The Protein Tyrosine Kinase p56lck Is Required for Triggering NF-kappa B Activation upon Interaction of Human Immunodeficiency Virus Type 1 Envelope Glycoprotein gp120 with Cell Surface CD4

Laurence Briant,1 Véronique Robert-Hebmann,1 Claire Acquaviva,1 Annegret Pelchen-Matthews,2 Mark Marsh,2 and Christian Devaux1,*

Laboratoire Infections Rétrovirales et Signalisation Cellulaire, CRBM-CNRS UPR 1086, Institut de Biologie, Montpellier, France,1 and Medical Research Council Laboratory for Molecular Cell Biology and Department of Biochemistry, University College London, London WC1E 6BT, United Kingdom2

Received 10 December 1997/Accepted 8 April 1998

We have previously shown that NF-kappa B nuclear translocation can be observed upon human immunodeficiency virus type 1 (HIV-1) binding to cells expressing the wild-type CD4 molecule, but not in cells expressing a truncated form of CD4 that lacks the cytoplasmic domain (M. Benkirane, K.-T. Jeang, and C. Devaux, EMBO J. 13:5559-5569, 1994). This result indicated that the signaling cascade which controls HIV-1-induced NF-kappa B activation requires the integrity of the CD4 cytoplasmic tail and suggested the involvement of a second protein that binds to this portion of the molecule. Here we investigate the putative role of p56lck as a possible cellular intermediate in this signal transduction pathway. Using human cervical carcinoma HeLa cells stably expressing CD4, p56lck, or both molecules, we provide direct evidence that expression of CD4 and p56lck is required for HIV-1-induced NF-kappa B translocation. Moreover, the fact that HIV-1 stimulation did not induce nuclear translocation of NF-kappa B in cells expressing a mutant form of CD4 at position 420 (C420A) and the wild-type p56lck indicates the requirement for a functional CD4-p56lck complex.
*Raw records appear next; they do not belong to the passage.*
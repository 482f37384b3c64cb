mod camera;
mod headless;
pub mod pick;

pub use camera::ArcRotateCamera;
pub use headless::{HeadlessProxy, HeadlessSurface};
pub use pick::{PickBuffer, PickKey, PickKind};

use crate::scene::command::CameraUpdate;
use crate::scene::params::MeshParams;
use crate::scene::serialization::CameraSnapshot;
use crate::scene::{Color, Material, MeshEntity};
use glam::Vec3;

#[derive(Debug, thiserror::Error)]
pub enum RenderError {
    #[error("unknown proxy {0:?}")]
    UnknownProxy(ProxyHandle),
    #[error("unknown material {0:?}")]
    UnknownMaterial(MaterialHandle),
    #[error("failed to create primitive '{0}'")]
    PrimitiveCreateFailed(String),
    #[error("failed to create material '{0}'")]
    MaterialCreateFailed(String),
    #[error("failed to dispose {0}")]
    DisposeFailed(String),
}

/// Opaque reference to one live render object owned by the surface.
#[derive(Debug, Clone, Copy, PartialEq, Eq, Hash)]
pub struct ProxyHandle(pub u32);

#[derive(Debug, Clone, Copy, PartialEq, Eq, Hash)]
pub struct MaterialHandle(pub u32);

/// Local transform, Euler rotation in radians.
#[derive(Debug, Clone, Copy, PartialEq)]
pub struct Transform {
    pub position: Vec3,
    pub rotation: Vec3,
    pub scaling: Vec3,
}

impl Transform {
    pub const IDENTITY: Self = Self {
        position: Vec3::ZERO,
        rotation: Vec3::ZERO,
        scaling: Vec3::ONE,
    };

    pub fn of(entity: &MeshEntity) -> Self {
        Self {
            position: entity.position,
            rotation: entity.rotation,
            scaling: entity.scaling,
        }
    }
}

/// Concrete geometry requested for one entity.
#[derive(Debug, Clone, PartialEq)]
pub enum Primitive {
    Box {
        size: f32,
    },
    Sphere {
        diameter: f32,
    },
    Cylinder {
        height: f32,
        diameter_top: f32,
        diameter_bottom: f32,
        tessellation: u32,
    },
    Lines {
        points: Vec<Vec3>,
    },
    /// Geometry-less grouping node.
    TransformNode,
}

impl Primitive {
    pub fn for_entity(entity: &MeshEntity) -> Self {
        match &entity.params {
            MeshParams::Box(params) => Self::Box { size: params.size },
            MeshParams::Sphere(params) => Self::Sphere {
                diameter: params.diameter,
            },
            MeshParams::Cylinder(params) | MeshParams::Cone(params) => Self::Cylinder {
                height: params.height,
                diameter_top: params.diameter_top,
                diameter_bottom: params.diameter_bottom,
                tessellation: params.tessellation,
            },
            MeshParams::Line(params) => Self::Lines {
                points: params.points.clone(),
            },
            MeshParams::Merged(_) => Self::TransformNode,
            MeshParams::Other(_) => Self::Box { size: 1.0 },
        }
    }

    pub fn is_lines(&self) -> bool {
        matches!(self, Self::Lines { .. })
    }

    pub fn has_geometry(&self) -> bool {
        !matches!(self, Self::TransformNode)
    }

    /// Radius of the bounding sphere around the local origin, unscaled.
    pub fn bounding_radius(&self) -> Option<f32> {
        match self {
            Self::Box { size } => Some(size * 3f32.sqrt() * 0.5),
            Self::Sphere { diameter } => Some(diameter * 0.5),
            Self::Cylinder {
                height,
                diameter_top,
                diameter_bottom,
                ..
            } => {
                let radius = diameter_top.max(*diameter_bottom) * 0.5;
                Some(Vec3::new(radius, height * 0.5, 0.0).length())
            }
            Self::Lines { points } => points
                .iter()
                .map(|point| point.length())
                .reduce(f32::max),
            Self::TransformNode => None,
        }
    }
}

/// Selection highlight drawn around a proxy.
#[derive(Debug, Clone, Copy, PartialEq)]
pub struct SelectionStyle {
    pub color: Color,
    pub width: f32,
}

impl SelectionStyle {
    pub const OUTLINE: Self = Self {
        color: Color {
            r: 1.0,
            g: 0.62,
            b: 0.25,
        },
        width: 0.02,
    };
}

#[derive(Debug, Clone, Copy, PartialEq)]
pub struct HandleParams {
    pub scale_ratio: f32,
    /// Translation snap step, `None` when snapping is off.
    pub snap_distance: Option<f32>,
}

/// Rendering collaborator driven by the scene engine. Implementations own
/// every proxy and material; the engine only keeps handles.
pub trait RenderSurface {
    fn create_primitive(
        &mut self,
        name: &str,
        primitive: &Primitive,
    ) -> Result<ProxyHandle, RenderError>;
    fn dispose_proxy(&mut self, proxy: ProxyHandle) -> Result<(), RenderError>;
    fn set_name(&mut self, proxy: ProxyHandle, name: &str) -> Result<(), RenderError>;
    fn set_transform(&mut self, proxy: ProxyHandle, transform: Transform) -> Result<(), RenderError>;
    fn transform(&self, proxy: ProxyHandle) -> Option<Transform>;
    fn set_parent(
        &mut self,
        proxy: ProxyHandle,
        parent: Option<ProxyHandle>,
    ) -> Result<(), RenderError>;

    fn create_material(&mut self, name: &str, material: &Material)
        -> Result<MaterialHandle, RenderError>;
    fn update_material(
        &mut self,
        handle: MaterialHandle,
        material: &Material,
    ) -> Result<(), RenderError>;
    fn assign_material(
        &mut self,
        proxy: ProxyHandle,
        handle: MaterialHandle,
    ) -> Result<(), RenderError>;
    fn dispose_material(&mut self, handle: MaterialHandle) -> Result<(), RenderError>;
    fn set_line_color(&mut self, proxy: ProxyHandle, color: Color) -> Result<(), RenderError>;

    fn set_selection_style(
        &mut self,
        proxy: ProxyHandle,
        style: Option<SelectionStyle>,
    ) -> Result<(), RenderError>;
    fn attach_handle(&mut self, proxy: ProxyHandle, params: HandleParams);
    fn detach_handle(&mut self);
    fn set_snap_distance(&mut self, distance: Option<f32>);

    /// Resolve viewport pixel coordinates (origin top-left) to a proxy.
    fn pick(&self, x: f32, y: f32) -> Option<ProxyHandle>;

    fn set_camera(&mut self, update: &CameraUpdate);
    fn camera(&self) -> Option<CameraSnapshot>;

    fn set_grid_visible(&mut self, visible: bool);
    fn set_axes_visible(&mut self, visible: bool);

    fn render_frame(&mut self) {}
}
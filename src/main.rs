//! Meshforge headless driver
//!
//! Runs a scripted editing session against the in-memory render surface and
//! prints the resulting scene document.
//!
//! Usage: `meshforge [OUTPUT.json] [--config CONFIG.json]`

use meshforge::config::EditorConfig;
use std::path::PathBuf;
use std::process::ExitCode;

fn load_config(path: Option<PathBuf>) -> EditorConfig {
    let Some(path) = path else {
        return EditorConfig::default();
    };
    match std::fs::read_to_string(&path)
        .map_err(|err| err.to_string())
        .and_then(|json| EditorConfig::from_json_str(&json).map_err(|err| err.to_string()))
    {
        Ok(config) => {
            log::info!("Loaded config from {}", path.display());
            config
        }
        Err(err) => {
            log::warn!("Ignoring config {}: {}", path.display(), err);
            EditorConfig::default()
        }
    }
}

fn main() -> ExitCode {
    env_logger::Builder::from_env(env_logger::Env::default().default_filter_or("info"))
        .format_timestamp_millis()
        .init();

    let mut output = None;
    let mut config_path = None;
    let mut args = std::env::args_os().skip(1);
    while let Some(arg) = args.next() {
        if arg == "--config" {
            config_path = args.next().map(PathBuf::from);
        } else {
            output = Some(PathBuf::from(arg));
        }
    }

    log::info!("Meshforge - headless scene session");
    let config = load_config(config_path);
    match meshforge::app::run(config, output.as_deref()) {
        Ok(document) => {
            log::info!("Scene '{}' done ({} meshes)", document.name, document.meshes.len());
            ExitCode::SUCCESS
        }
        Err(err) => {
            log::error!("Session failed: {}", err);
            ExitCode::FAILURE
        }
    }
}
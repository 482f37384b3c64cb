use crate::scene::command::CameraUpdate;
use crate::scene::serialization::CameraSnapshot;
use glam::Vec3;

const MIN_RADIUS: f32 = 0.05;
const BETA_EPSILON: f32 = 1e-3;

/// Orbit camera: `alpha` is the azimuth around +Y, `beta` the polar angle
/// from +Y, `radius` the distance to `target`.
#[derive(Debug, Clone, Copy, PartialEq)]
pub struct ArcRotateCamera {
    pub alpha: f32,
    pub beta: f32,
    pub radius: f32,
    pub target: Vec3,
}

impl Default for ArcRotateCamera {
    fn default() -> Self {
        Self::new(-std::f32::consts::FRAC_PI_2, 1.0, 10.0, Vec3::ZERO)
    }
}

impl ArcRotateCamera {
    pub fn new(alpha: f32, beta: f32, radius: f32, target: Vec3) -> Self {
        let mut camera = Self {
            alpha,
            beta,
            radius,
            target,
        };
        camera.clamp();
        camera
    }

    /// Frame an axis-aligned box while keeping the current angles.
    pub fn frame_bounds(&mut self, center: Vec3, extent: Vec3) {
        let radius = extent.max_element();
        self.radius = if radius > 0.0 { radius * 3.0 } else { 3.0 };
        self.target = center;
    }

    pub fn apply(&mut self, update: &CameraUpdate) {
        if let Some(alpha) = update.alpha {
            self.alpha = alpha;
        }
        if let Some(beta) = update.beta {
            self.beta = beta;
        }
        if let Some(radius) = update.radius {
            self.radius = radius;
        }
        if let Some(target) = update.target {
            self.target = target;
        }
        self.clamp();
    }

    pub fn orbit(&mut self, alpha_delta: f32, beta_delta: f32) {
        self.alpha += alpha_delta;
        self.beta += beta_delta;
        self.clamp();
    }

    pub fn zoom(&mut self, delta: f32) {
        self.radius += delta;
        self.clamp();
    }

    pub fn position(&self) -> Vec3 {
        let sin_beta = self.beta.sin();
        self.target
            + Vec3::new(
                self.radius * self.alpha.cos() * sin_beta,
                self.radius * self.beta.cos(),
                self.radius * self.alpha.sin() * sin_beta,
            )
    }

    /// (forward, right, up), all unit length.
    pub fn basis(&self) -> (Vec3, Vec3, Vec3) {
        let forward = (self.target - self.position()).normalize_or_zero();
        let right = forward.cross(Vec3::Y).normalize_or_zero();
        let up = right.cross(forward).normalize_or_zero();
        (forward, right, up)
    }

    pub fn snapshot(&self) -> CameraSnapshot {
        CameraSnapshot {
            kind: "arcRotate".to_string(),
            alpha: self.alpha,
            beta: self.beta,
            radius: self.radius,
        }
    }

    fn clamp(&mut self) {
        if self.alpha.is_finite() {
            const TWO_PI: f32 = std::f32::consts::PI * 2.0;
            self.alpha = (self.alpha + std::f32::consts::PI).rem_euclid(TWO_PI)
                - std::f32::consts::PI;
        } else {
            self.alpha = 0.0;
        }
        if !self.beta.is_finite() {
            self.beta = std::f32::consts::FRAC_PI_2;
        }
        self.beta = self
            .beta
            .clamp(BETA_EPSILON, std::f32::consts::PI - BETA_EPSILON);
        if !self.radius.is_finite() {
            self.radius = 10.0;
        }
        self.radius = self.radius.max(MIN_RADIUS);
    }
}

#[cfg(test)]
mod tests {
    use super::ArcRotateCamera;
    use crate::scene::command::CameraUpdate;
    use glam::Vec3;

    #[test]
    fn frame_bounds_preserves_orientation() {
        let mut camera = ArcRotateCamera::new(1.1, 0.7, 4.0, Vec3::ZERO);
        camera.frame_bounds(Vec3::new(1.0, 2.0, 3.0), Vec3::splat(2.0));
        assert!((camera.alpha - 1.1).abs() < 1e-6);
        assert!((camera.beta - 0.7).abs() < 1e-6);
        assert_eq!(camera.radius, 6.0);
        assert_eq!(camera.target, Vec3::new(1.0, 2.0, 3.0));
    }

    #[test]
    fn partial_update_leaves_other_fields() {
        let mut camera = ArcRotateCamera::default();
        let before = camera;
        camera.apply(&CameraUpdate {
            radius: Some(25.0),
            ..CameraUpdate::default()
        });
        assert_eq!(camera.radius, 25.0);
        assert_eq!(camera.alpha, before.alpha);
        assert_eq!(camera.beta, before.beta);
    }

    #[test]
    fn orbit_keeps_finite_state() {
        let mut camera = ArcRotateCamera::default();
        camera.orbit(100.0, -50.0);
        camera.zoom(-1000.0);
        assert!(camera.alpha.is_finite());
        assert!(camera.beta > 0.0 && camera.beta < std::f32::consts::PI);
        assert!(camera.radius > 0.0);
        assert!(camera.position().is_finite());
    }

    #[test]
    fn position_sits_at_radius_from_target() {
        let camera = ArcRotateCamera::new(0.3, 1.2, 8.0, Vec3::new(1.0, 0.0, -1.0));
        let distance = camera.position().distance(camera.target);
        assert!((distance - 8.0).abs() < 1e-4);
        let (forward, right, up) = camera.basis();
        assert!(forward.dot(right).abs() < 1e-5);
        assert!(forward.dot(up).abs() < 1e-5);
    }

    #[test]
    fn snapshot_is_arc_rotate() {
        let snapshot = ArcRotateCamera::default().snapshot();
        assert_eq!(snapshot.kind, "arcRotate");
        assert_eq!(snapshot.radius, 10.0);
    }
}
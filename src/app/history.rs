//! Linear undo/redo log.
//!
//! Entries carry plain commands in both directions, so replaying one only
//! depends on how the processor applies commands, never on live runtime
//! state.

use crate::engine::SceneProject;
use crate::render::RenderSurface;
use crate::scene::command::Command;
use serde::{Deserialize, Serialize};

#[derive(Debug, thiserror::Error)]
pub enum HistoryError {
    #[error("no scene is open")]
    NoScene,
    #[error("scene '{0}' has been disposed")]
    Disposed(String),
}

/// Where replayed commands go.
pub trait CommandSink {
    fn submit(&mut self, commands: &[Command]) -> Result<(), HistoryError>;
}

impl<S: RenderSurface> CommandSink for SceneProject<S> {
    fn submit(&mut self, commands: &[Command]) -> Result<(), HistoryError> {
        if self.is_disposed() {
            return Err(HistoryError::Disposed(self.id().to_string()));
        }
        for command in commands {
            self.enqueue(command.clone());
        }
        Ok(())
    }
}

#[derive(Debug, Clone, PartialEq, Serialize, Deserialize)]
pub struct UndoEntry {
    pub label: String,
    pub forward: Vec<Command>,
    pub inverse: Vec<Command>,
}

impl UndoEntry {
    pub fn new(label: impl Into<String>, forward: Vec<Command>, inverse: Vec<Command>) -> Self {
        Self {
            label: label.into(),
            forward,
            inverse,
        }
    }
}

#[derive(Debug, Default)]
pub struct History {
    undo: Vec<UndoEntry>,
    redo: Vec<UndoEntry>,
}

impl History {
    pub fn new() -> Self {
        Self::default()
    }

    /// Push a fresh user action. Anything undone before is gone.
    pub fn record(&mut self, entry: UndoEntry) {
        log::debug!("History: recorded '{}'", entry.label);
        self.undo.push(entry);
        self.redo.clear();
    }

    pub fn can_undo(&self) -> bool {
        !self.undo.is_empty()
    }

    pub fn can_redo(&self) -> bool {
        !self.redo.is_empty()
    }

    pub fn undo_label(&self) -> Option<&str> {
        self.undo.last().map(|entry| entry.label.as_str())
    }

    pub fn redo_label(&self) -> Option<&str> {
        self.redo.last().map(|entry| entry.label.as_str())
    }

    pub fn undo_len(&self) -> usize {
        self.undo.len()
    }

    pub fn redo_len(&self) -> usize {
        self.redo.len()
    }

    pub fn clear(&mut self) {
        self.undo.clear();
        self.redo.clear();
    }

    /// Replay the newest entry's inverse. A replay that cannot be submitted
    /// is logged and the entry is dropped from both stacks.
    pub fn undo(&mut self, sink: &mut impl CommandSink) -> bool {
        let Some(entry) = self.undo.pop() else {
            return false;
        };
        match sink.submit(&entry.inverse) {
            Ok(()) => {
                log::debug!("History: undo '{}'", entry.label);
                self.redo.push(entry);
                true
            }
            Err(err) => {
                log::error!("Undo of '{}' failed: {}", entry.label, err);
                false
            }
        }
    }

    pub fn redo(&mut self, sink: &mut impl CommandSink) -> bool {
        let Some(entry) = self.redo.pop() else {
            return false;
        };
        match sink.submit(&entry.forward) {
            Ok(()) => {
                log::debug!("History: redo '{}'", entry.label);
                self.undo.push(entry);
                true
            }
            Err(err) => {
                log::error!("Redo of '{}' failed: {}", entry.label, err);
                false
            }
        }
    }
}

#[cfg(test)]
mod tests {
    use super::*;

    #[derive(Default)]
    struct Recorder {
        submitted: Vec<Command>,
        closed: bool,
    }

    impl CommandSink for Recorder {
        fn submit(&mut self, commands: &[Command]) -> Result<(), HistoryError> {
            if self.closed {
                return Err(HistoryError::NoScene);
            }
            self.submitted.extend_from_slice(commands);
            Ok(())
        }
    }

    fn entry(id: &str) -> UndoEntry {
        UndoEntry::new(
            format!("remove {}", id),
            vec![Command::remove(id)],
            vec![Command::split(id)],
        )
    }

    #[test]
    fn undo_and_redo_move_entries_between_stacks() {
        let mut history = History::new();
        let mut sink = Recorder::default();
        history.record(entry("a"));
        history.record(entry("b"));

        assert!(history.undo(&mut sink));
        assert_eq!(sink.submitted, vec![Command::split("b")]);
        assert_eq!(history.redo_label(), Some("remove b"));

        assert!(history.redo(&mut sink));
        assert_eq!(sink.submitted.last(), Some(&Command::remove("b")));
        assert_eq!(history.undo_len(), 2);
        assert!(!history.can_redo());
    }

    #[test]
    fn new_action_clears_redo() {
        let mut history = History::new();
        let mut sink = Recorder::default();
        history.record(entry("a"));
        history.undo(&mut sink);
        assert!(history.can_redo());
        history.record(entry("b"));
        assert!(!history.can_redo());
        assert!(!history.redo(&mut sink));
    }

    #[test]
    fn failed_replay_drops_the_entry() {
        let mut history = History::new();
        let mut sink = Recorder {
            closed: true,
            ..Recorder::default()
        };
        history.record(entry("a"));
        assert!(!history.undo(&mut sink));
        assert!(!history.can_undo());
        assert!(!history.can_redo());
    }

    #[test]
    fn empty_history_is_a_noop() {
        let mut history = History::new();
        let mut sink = Recorder::default();
        assert!(!history.undo(&mut sink));
        assert!(!history.redo(&mut sink));
        assert!(sink.submitted.is_empty());
    }

    #[test]
    fn entries_serialize_as_commands() {
        let value = serde_json::to_value(entry("a")).unwrap();
        assert_eq!(value["forward"][0]["type"], "removeMesh");
        assert_eq!(value["inverse"][0]["payload"]["id"], "a");
    }
}
use crate::scene::command::Command;
use std::collections::VecDeque;

/// FIFO of pending mutations. Filled from anywhere on the editor thread,
/// emptied in one piece by the tick.
#[derive(Debug, Default)]
pub struct CommandQueue {
    pending: VecDeque<Command>,
}

impl CommandQueue {
    pub fn new() -> Self {
        Self::default()
    }

    pub fn push(&mut self, command: Command) {
        self.pending.push_back(command);
    }

    pub fn extend(&mut self, commands: impl IntoIterator<Item = Command>) {
        self.pending.extend(commands);
    }

    /// Take the whole batch; commands pushed afterwards wait for the next drain.
    pub fn drain(&mut self) -> VecDeque<Command> {
        std::mem::take(&mut self.pending)
    }

    pub fn clear(&mut self) {
        self.pending.clear();
    }

    pub fn len(&self) -> usize {
        self.pending.len()
    }

    pub fn is_empty(&self) -> bool {
        self.pending.is_empty()
    }
}

#[cfg(test)]
mod tests {
    use super::*;

    #[test]
    fn drain_preserves_submission_order_and_empties() {
        let mut queue = CommandQueue::new();
        queue.push(Command::remove("a"));
        queue.extend([Command::remove("b"), Command::split("c")]);
        let batch: Vec<Command> = queue.drain().into_iter().collect();
        assert_eq!(
            batch,
            vec![Command::remove("a"), Command::remove("b"), Command::split("c")]
        );
        assert!(queue.is_empty());
        assert!(queue.drain().is_empty());
    }
}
* Corresponding author. Mailing address: Laboratoire Infections Rétrovirales et Signalisation Cellulaire, CRBM-CNRS UPR 1086, 4 Boulevard Henri IV, 34060 Montpellier Cedex, France. Phone: (33)-4-67-60-86-60. Fax: (33)-4-67-60-44-20. E-mail: devaux{at}sc.univ-montp1.fr.


J Virol, July 1998, p. 6207-6214, Vol. 72, No. 7
0022-538X/98/$04.00+0
Copyright © 1998, American Society for Microbiology. All rights reserved.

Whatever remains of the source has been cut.